One thing after the next, but it must be offered up to God, again and again and again, until there is nothing left to offer.
There is pain, but the pain isn’t something I understand. There is disappointment, but there is a tired and great stillness below it all.
What is it that I want?
My confusion is great about what should happen. I seem to automatically be yielding to God, not knowing what it is that God wants for me and from me in my suffering, but I offer it to Him anyway. Perhaps it is merely ego that assumes that the suffering will somehow enlighten me, that somehow there’s something good to come of it, but why else would there be such suffering?
The nature of the Absolute is mysterious. The nature of the suffering is mysterious. Everything seems to be a great void in this moment, but there is pain, too- emotional hardship that others wouldn’t necessarily grasp.

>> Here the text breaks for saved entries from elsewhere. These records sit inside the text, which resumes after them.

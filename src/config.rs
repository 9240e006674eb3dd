// src/config.rs
use anyhow::Result;
use config::{Config as Loader, Environment, File};
use serde::Deserialize;
use std::env;
use std::net::SocketAddr;
use std::time::Duration;

#[derive(Deserialize, Debug, Clone)]
pub struct Config {
    // HTTP server
    #[serde(default = "default_host")]
    pub host: String,
    #[serde(default = "default_port")]
    pub port: u16,
    #[serde(default = "default_static_dir")]
    pub static_dir: String,

    // Deriv
    #[serde(default = "default_deriv_ws_url")]
    pub deriv_ws_url: String,
    #[serde(default = "default_deriv_app_id")]
    pub deriv_app_id: String,
    /// Used when a trade request carries no token of its own.
    #[serde(default)]
    pub deriv_api_token: Option<String>,
    #[serde(default = "default_connect_timeout_secs")]
    pub connect_timeout_secs: u64,
    #[serde(default = "default_response_timeout_secs")]
    pub response_timeout_secs: u64,

    // Contract parameters
    #[serde(default = "default_currency")]
    pub currency: String,
    #[serde(default = "default_contract_basis")]
    pub contract_basis: String,
    #[serde(default = "default_contract_duration")]
    pub contract_duration: u32,
    #[serde(default = "default_contract_duration_unit")]
    pub contract_duration_unit: String,

    // Access
    #[serde(default)]
    pub serial_keys: Vec<String>,
    #[serde(default = "default_rate_limit_window_secs")]
    pub rate_limit_window_secs: u64,
    #[serde(default = "default_rate_limit_max_requests")]
    pub rate_limit_max_requests: u32,

    // Analysis
    #[serde(default = "default_candle_count")]
    pub candle_count: u32,
    #[serde(default = "default_history_symbol")]
    pub history_symbol: String,
    #[serde(default = "default_history_count")]
    pub history_count: u32,
    #[serde(default = "default_analyze_command")]
    pub analyze_command: Vec<String>,
    #[serde(default = "default_analyze_timeout_secs")]
    pub analyze_timeout_secs: u64,

    // SQLite
    #[serde(default = "default_sqlite_path")]
    pub sqlite_path: String,

    #[serde(default = "default_broadcast_capacity")]
    pub broadcast_capacity: usize,
}

fn default_host() -> String { "0.0.0.0".into() }
fn default_port() -> u16 { 3000 }
fn default_static_dir() -> String { "frontend".into() }
fn default_deriv_ws_url() -> String { "wss://ws.derivws.com/websockets/v3".into() }
fn default_deriv_app_id() -> String { "1089".into() }
fn default_connect_timeout_secs() -> u64 { 10 }
fn default_response_timeout_secs() -> u64 { 30 }
fn default_currency() -> String { "USD".into() }
fn default_contract_basis() -> String { "payout".into() }
fn default_contract_duration() -> u32 { 1 }
fn default_contract_duration_unit() -> String { "m".into() }
fn default_rate_limit_window_secs() -> u64 { 15 * 60 }
fn default_rate_limit_max_requests() -> u32 { 100 }
fn default_candle_count() -> u32 { 1000 }
fn default_history_symbol() -> String { "R_50".into() }
fn default_history_count() -> u32 { 100 }
fn default_analyze_command() -> Vec<String> { vec!["python".into(), "realtime.py".into()] }
fn default_analyze_timeout_secs() -> u64 { 120 }
fn default_sqlite_path() -> String { "data/trades.db".into() }
fn default_broadcast_capacity() -> usize { 100 }

impl Default for Config {
    fn default() -> Self {
        Self {
            host: default_host(),
            port: default_port(),
            static_dir: default_static_dir(),
            deriv_ws_url: default_deriv_ws_url(),
            deriv_app_id: default_deriv_app_id(),
            deriv_api_token: None,
            connect_timeout_secs: default_connect_timeout_secs(),
            response_timeout_secs: default_response_timeout_secs(),
            currency: default_currency(),
            contract_basis: default_contract_basis(),
            contract_duration: default_contract_duration(),
            contract_duration_unit: default_contract_duration_unit(),
            serial_keys: Vec::new(),
            rate_limit_window_secs: default_rate_limit_window_secs(),
            rate_limit_max_requests: default_rate_limit_max_requests(),
            candle_count: default_candle_count(),
            history_symbol: default_history_symbol(),
            history_count: default_history_count(),
            analyze_command: default_analyze_command(),
            analyze_timeout_secs: default_analyze_timeout_secs(),
            sqlite_path: default_sqlite_path(),
            broadcast_capacity: default_broadcast_capacity(),
        }
    }
}

/// `RELAY_PORT=8080`, `RELAY_SERIAL_KEYS=key1,key2`; nested keys use `__`.
fn environment() -> Environment {
    Environment::with_prefix("RELAY")
        .prefix_separator("_")
        .separator("__")
        .try_parsing(true)
        .list_separator(",")
        .with_list_parse_key("serial_keys")
        .with_list_parse_key("analyze_command")
}

impl Config {
    pub fn load() -> Result<Self> {
        let file = env::var("RELAY_CONFIG").unwrap_or_else(|_| "Config.toml".into());
        let loader = Loader::builder()
            .add_source(File::with_name(&file).required(false))
            .add_source(environment())
            .build()?;
        Ok(loader.try_deserialize()?)
    }

    pub fn socket_addr(&self) -> Result<SocketAddr> {
        Ok(format!("{}:{}", self.host, self.port).parse()?)
    }

    pub fn connect_timeout(&self) -> Duration {
        Duration::from_secs(self.connect_timeout_secs)
    }

    pub fn response_timeout(&self) -> Duration {
        Duration::from_secs(self.response_timeout_secs)
    }

    pub fn is_valid_serial_key(&self, key: &str) -> bool {
        self.serial_keys.iter().any(|k| k == key)
    }
}
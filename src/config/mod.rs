//! Configuration module for Folio-Harvest
//!
//! This module handles loading, parsing, and validating the TOML file that
//! declares fetcher settings, the output directory and one profile per source.
//!
//! # Example
//!
//! ```no_run
//! use folio_harvest::config::load_config;
//! use std::path::Path;
//!
//! let config = load_config(Path::new("sources.toml")).unwrap();
//! for source in &config.sources {
//!     println!("{} ({})", source.name, source.render_mode);
//! }
//! ```

mod parser;
mod types;
mod validation;

// Re-export types
pub use types::{
    Config, FetcherConfig, Locator, OutputConfig, PaginationRule, RenderMode, SelectorRules,
    SourceProfile,
};

// Re-export parser functions
pub use parser::{
    builtin_config, compute_config_hash, load_config, load_config_with_hash, parse_config,
};
pub use validation::validate_source;
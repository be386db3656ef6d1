//! Record extraction from captured pages
//!
//! This module turns DOM snapshots into normalized records:
//! - Container matching with CSS selectors
//! - Field scopes for title, link and date elements
//! - Whitespace normalization and relative link resolution

mod extractor;
mod scope;

pub use extractor::{collapse_whitespace, extract, Extraction, RecordExtractor};
pub use scope::FieldScope;

pub(crate) use scope::compile as compile_selector;
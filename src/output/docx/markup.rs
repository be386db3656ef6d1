//! Minimal XML element tree for WordprocessingML parts
//!
//! Parts are assembled as [`XmlElement`] trees and serialized with quick-xml,
//! which takes care of escaping text and attribute values.

use crate::output::OutputResult;
use quick_xml::events::{BytesDecl, BytesEnd, BytesStart, BytesText, Event};
use quick_xml::Writer;
use std::io::Write;

/// A child of an element: a nested element or a text node
#[derive(Debug, Clone, PartialEq, Eq)]
pub enum XmlNode {
    Element(XmlElement),
    Text(String),
}

/// An XML element with qualified name, attributes and children
#[derive(Debug, Clone, PartialEq, Eq)]
pub struct XmlElement {
    name: &'static str,
    attributes: Vec<(&'static str, String)>,
    children: Vec<XmlNode>,
}

impl XmlElement {
    pub fn new(name: &'static str) -> Self {
        Self {
            name,
            attributes: Vec::new(),
            children: Vec::new(),
        }
    }

    /// Adds an attribute, builder style
    pub fn attr(mut self, name: &'static str, value: impl Into<String>) -> Self {
        self.attributes.push((name, value.into()));
        self
    }

    /// Appends a child element, builder style
    pub fn child(mut self, element: XmlElement) -> Self {
        self.push(element);
        self
    }

    /// Appends a text node, builder style
    pub fn text(mut self, text: impl Into<String>) -> Self {
        self.children.push(XmlNode::Text(text.into()));
        self
    }

    pub fn push(&mut self, element: XmlElement) {
        self.children.push(XmlNode::Element(element));
    }

    pub fn name(&self) -> &str {
        self.name
    }

    pub fn attribute(&self, name: &str) -> Option<&str> {
        self.attributes
            .iter()
            .find(|(key, _)| *key == name)
            .map(|(_, value)| value.as_str())
    }

    /// Direct child elements
    pub fn elements(&self) -> impl Iterator<Item = &XmlElement> {
        self.children.iter().filter_map(|node| match node {
            XmlNode::Element(element) => Some(element),
            XmlNode::Text(_) => None,
        })
    }

    /// All descendant elements with the given name, in document order
    pub fn descendants_named<'a>(&'a self, name: &str) -> Vec<&'a XmlElement> {
        let mut found = Vec::new();
        self.collect_named(name, &mut found);
        found
    }

    fn collect_named<'a>(&'a self, name: &str, found: &mut Vec<&'a XmlElement>) {
        for element in self.elements() {
            if element.name == name {
                found.push(element);
            }
            element.collect_named(name, found);
        }
    }

    /// Concatenated text of all descendant text nodes
    pub fn text_content(&self) -> String {
        let mut out = String::new();
        for node in &self.children {
            match node {
                XmlNode::Text(text) => out.push_str(text),
                XmlNode::Element(element) => out.push_str(&element.text_content()),
            }
        }
        out
    }

    /// Writes this element and its subtree
    pub fn write_to<W: Write>(&self, writer: &mut Writer<W>) -> OutputResult<()> {
        let mut start = BytesStart::new(self.name);
        for (key, value) in &self.attributes {
            start.push_attribute((*key, value.as_str()));
        }

        if self.children.is_empty() {
            writer.write_event(Event::Empty(start))?;
            return Ok(());
        }

        writer.write_event(Event::Start(start))?;
        for node in &self.children {
            match node {
                XmlNode::Element(element) => element.write_to(writer)?,
                XmlNode::Text(text) => writer.write_event(Event::Text(BytesText::new(text)))?,
            }
        }
        writer.write_event(Event::End(BytesEnd::new(self.name)))?;

        Ok(())
    }
}

/// Serializes a part's root element with a standalone XML declaration
pub fn render_part(root: &XmlElement) -> OutputResult<Vec<u8>> {
    let mut writer = Writer::new(Vec::new());
    writer.write_event(Event::Decl(BytesDecl::new("1.0", Some("UTF-8"), Some("yes"))))?;
    root.write_to(&mut writer)?;
    Ok(writer.into_inner())
}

On another level, I feel that it’s difficult to keep holding on. There’s not much more of me to go. There’s not much more of an ego that can be here, is there? I can’t imagine that there is. I can’t imagine that there’s much left to suffer, to be miserable, to hurt.
After I finish reading Bernadette Roberts, it’s own to the Dark Night of the Soul.
I pray that I know the right thing to do. I pray for love, love of God and love of fellow man.
Red State Mystic: I haven’t forgotten the blog about grace and taking things, I promise you. What’s happening now necessarily ties in.